The European Commission, which spends over €10 billion annually on research, may follow two other big league funders, the Bill & Melinda Gates Foundation and the Wellcome Trust, and set up a publishing platform for the scientists it funds, in an attempt to accelerate the transition to open-access publishing in Europe.
According to a commission spokesperson, the two charities, which opted for a system in which papers are reviewed after publication, are 'models,' but that the commission is only considering the idea. Last week in Berlin, at a closed meeting of the Open Science Policy Platform (OSPP), European Commissioner for Research, Science and Innovation Carlos Moedas suggested a 'decision' to create the platform had already been made, says Michael Mabe, CEO of the London-based International Association of Scientific, Technical, and Medical Publishers (STM). OSPP member Sabina Leonelli of the University of Exeter in the United Kingdom, who tweeted from the meeting, confirms Mabe's assessment.
In 2016, European leaders adopted an ambitious plan to make all papers published in the union open access by 2020. But the new plan suggests the commission believes the publishing industry is moving too slowly.
The Gates Foundation announced on March 23 that it will launch its own platform, Gates Open Research, in the third quarter of 2017. It will be operated by F1000, a London-based company that also runs Wellcome Open Research, launched in November 2016. According to F1000 Managing Director Rebecca Lawrence, deals with other funders and institutes are "fairly close." Additionally, F1000 also operates its own platform, F1000Research.
The charities aim not just to make it easier to publish open access, but also to speed up the review process and make it completely transparent. Researchers upload manuscripts, which typically become public within a week and cannot be submitted elsewhere. Then, reviewers suggested by the authors make comments, which are signed and public as well, and the authors post revisions; once two reviewers have "approved" a paper, it gets indexed in PubMed and other databases.
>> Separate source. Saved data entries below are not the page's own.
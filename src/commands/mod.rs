//! Top-level subcommand orchestration.
pub mod install;
pub mod uninstall;
pub mod verify;
pub mod version;

use anyhow::{Context as _, Result};
use std::path::{Path, PathBuf};
use std::sync::Arc;

use crate::cli::GlobalOpts;
use crate::config::Config;
use crate::config::MANIFEST_FILE;
use crate::config::site_packages::PythonVersion;
use crate::error::TaskError;
use crate::exec::SystemExecutor;
use crate::logging::{Log, Logger, TaskStatus};
use crate::tasks::{self, Context, Task};

/// A file whose presence marks a directory as a source root.
const ROOT_MARKERS: [&str; 2] = ["luet_pm_gui.py", MANIFEST_FILE];

/// Whether `dir` looks like a source root.
fn is_source_root(dir: &Path) -> bool {
    ROOT_MARKERS.iter().any(|marker| dir.join(marker).is_file())
}

/// First candidate directory that looks like a source root.
fn find_source_root<I>(candidates: I) -> Option<PathBuf>
where
    I: IntoIterator<Item = PathBuf>,
{
    candidates.into_iter().find(|dir| is_source_root(dir))
}

/// Resolve the directory holding the files to install.
///
/// An explicit root (`--source-root` or `LUET_PM_SOURCE_ROOT`) wins. Otherwise
/// the executable's directory, its parent, then the current directory are
/// tried, in that order.
///
/// # Errors
///
/// Returns an error if no candidate contains the launcher or a manifest, or
/// the chosen root cannot be canonicalized.
pub fn resolve_source_root(explicit: Option<&Path>) -> Result<PathBuf> {
    if let Some(root) = explicit {
        return dunce::canonicalize(root)
            .with_context(|| format!("source root {} is not accessible", root.display()));
    }

    let mut candidates = Vec::new();
    if let Ok(exe) = std::env::current_exe()
        && let Some(dir) = exe.parent()
    {
        candidates.push(dir.to_path_buf());
        if let Some(parent) = dir.parent() {
            candidates.push(parent.to_path_buf());
        }
    }
    if let Ok(cwd) = std::env::current_dir() {
        candidates.push(cwd);
    }

    let root = find_source_root(candidates).context(
        "cannot determine source root. Use --source-root or set LUET_PM_SOURCE_ROOT",
    )?;
    Ok(dunce::canonicalize(&root)?)
}

/// Resolve the destination prefix (`--dest-root` or `DESTDIR`), defaulting to `/`.
#[must_use]
pub fn resolve_dest_root(explicit: Option<&Path>) -> PathBuf {
    explicit
        .filter(|p| !p.as_os_str().is_empty())
        .map_or_else(|| PathBuf::from("/"), Path::to_path_buf)
}

/// Shared state produced by the common command setup sequence.
#[derive(Debug)]
pub struct CommandSetup {
    /// Loaded configuration with command-line overrides applied.
    pub config: Config,
}

impl CommandSetup {
    /// Resolve the roots, load the manifest, and log validation warnings.
    ///
    /// # Errors
    ///
    /// Returns an error if the source root cannot be determined, the manifest
    /// fails to parse, or `--python-version` is malformed.
    pub fn init(global: &GlobalOpts, log: &Logger) -> Result<Self> {
        log.stage("Loading configuration");
        let source_root = resolve_source_root(global.source_root.as_deref())?;
        let dest_root = resolve_dest_root(global.dest_root.as_deref());
        log.info(&format!("source root: {}", source_root.display()));
        log.info(&format!("destination root: {}", dest_root.display()));

        let mut config = Config::load(&source_root, &dest_root, global.manifest.as_deref())?;
        config.python_version = global
            .python_version
            .as_deref()
            .map(PythonVersion::parse)
            .transpose()?;

        log.info(&format!("manifest: {}", config.manifest_origin));
        log.debug(&format!("{} files", config.manifest.files.len()));
        if let Some(locale) = &config.manifest.locale {
            log.debug(&format!("locale domain: {}", locale.domain));
        }
        if !config.lib_suffix.is_empty() {
            log.debug(&format!("LIB_SUFFIX={}", config.lib_suffix));
        }

        let warnings = config.validate();
        if !warnings.is_empty() {
            log.warn(&format!(
                "found {} configuration warning(s):",
                warnings.len()
            ));
            for warning in &warnings {
                log.warn(&format!(
                    "  {} [{}]: {}",
                    warning.source, warning.item, warning.message
                ));
            }
        }

        Ok(Self { config })
    }
}

/// Loads configuration once and runs a command's tasks against it.
#[derive(Debug)]
pub struct CommandRunner {
    ctx: Context,
    log: Arc<Logger>,
}

impl CommandRunner {
    /// Perform the shared setup and build the execution context.
    ///
    /// # Errors
    ///
    /// Returns an error if [`CommandSetup::init`] fails.
    pub fn new(global: &GlobalOpts, log: &Arc<Logger>) -> Result<Self> {
        let setup = CommandSetup::init(global, log)?;
        let ctx = Context::new(
            Arc::new(setup.config),
            Arc::clone(log) as Arc<dyn Log>,
            global.dry_run,
            !global.best_effort,
            Arc::new(SystemExecutor),
        );
        Ok(Self {
            ctx,
            log: Arc::clone(log),
        })
    }

    /// Run `tasks` in order. See [`run_tasks`].
    ///
    /// # Errors
    ///
    /// Returns an error if any task failed.
    pub fn run<'a>(&self, tasks: impl IntoIterator<Item = &'a dyn Task>) -> Result<()> {
        run_tasks(tasks, &self.ctx, &self.log)
    }
}

/// Execute tasks in order and print the summary.
///
/// In strict mode the first failing task stops the run; the tasks after it
/// are recorded as not run. With `--best-effort` every task runs and the
/// failures are counted.
///
/// # Errors
///
/// Returns [`TaskError::Aborted`] or [`TaskError::Failed`] if a task failed.
pub fn run_tasks<'a>(
    tasks: impl IntoIterator<Item = &'a dyn Task>,
    ctx: &Context,
    log: &Logger,
) -> Result<()> {
    let queue: Vec<&dyn Task> = tasks.into_iter().collect();
    for (i, task) in queue.iter().enumerate() {
        let status = tasks::execute(*task, ctx);
        if status == TaskStatus::Failed && ctx.strict {
            for rest in queue.iter().skip(i + 1) {
                log.record_task(rest.name(), TaskStatus::Aborted, None);
            }
            log.print_summary();
            return Err(TaskError::Aborted {
                task: task.name().to_string(),
            }
            .into());
        }
    }

    log.print_summary();

    let count = log.failure_count();
    if count > 0 {
        return Err(TaskError::Failed(count).into());
    }
    Ok(())
}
Leonelli says OSPP has not debated the commission's idea but is about to make recommendations on another key obstacle to open access: the fact that jobs, grants, and promotions still tend to depend heavily on papers published in high-impact journals. In a move to address that problem, the U.S. National Institutes of Health announced on Friday that it will allow researchers to include preprints and unpublished manuscripts in their grant applications.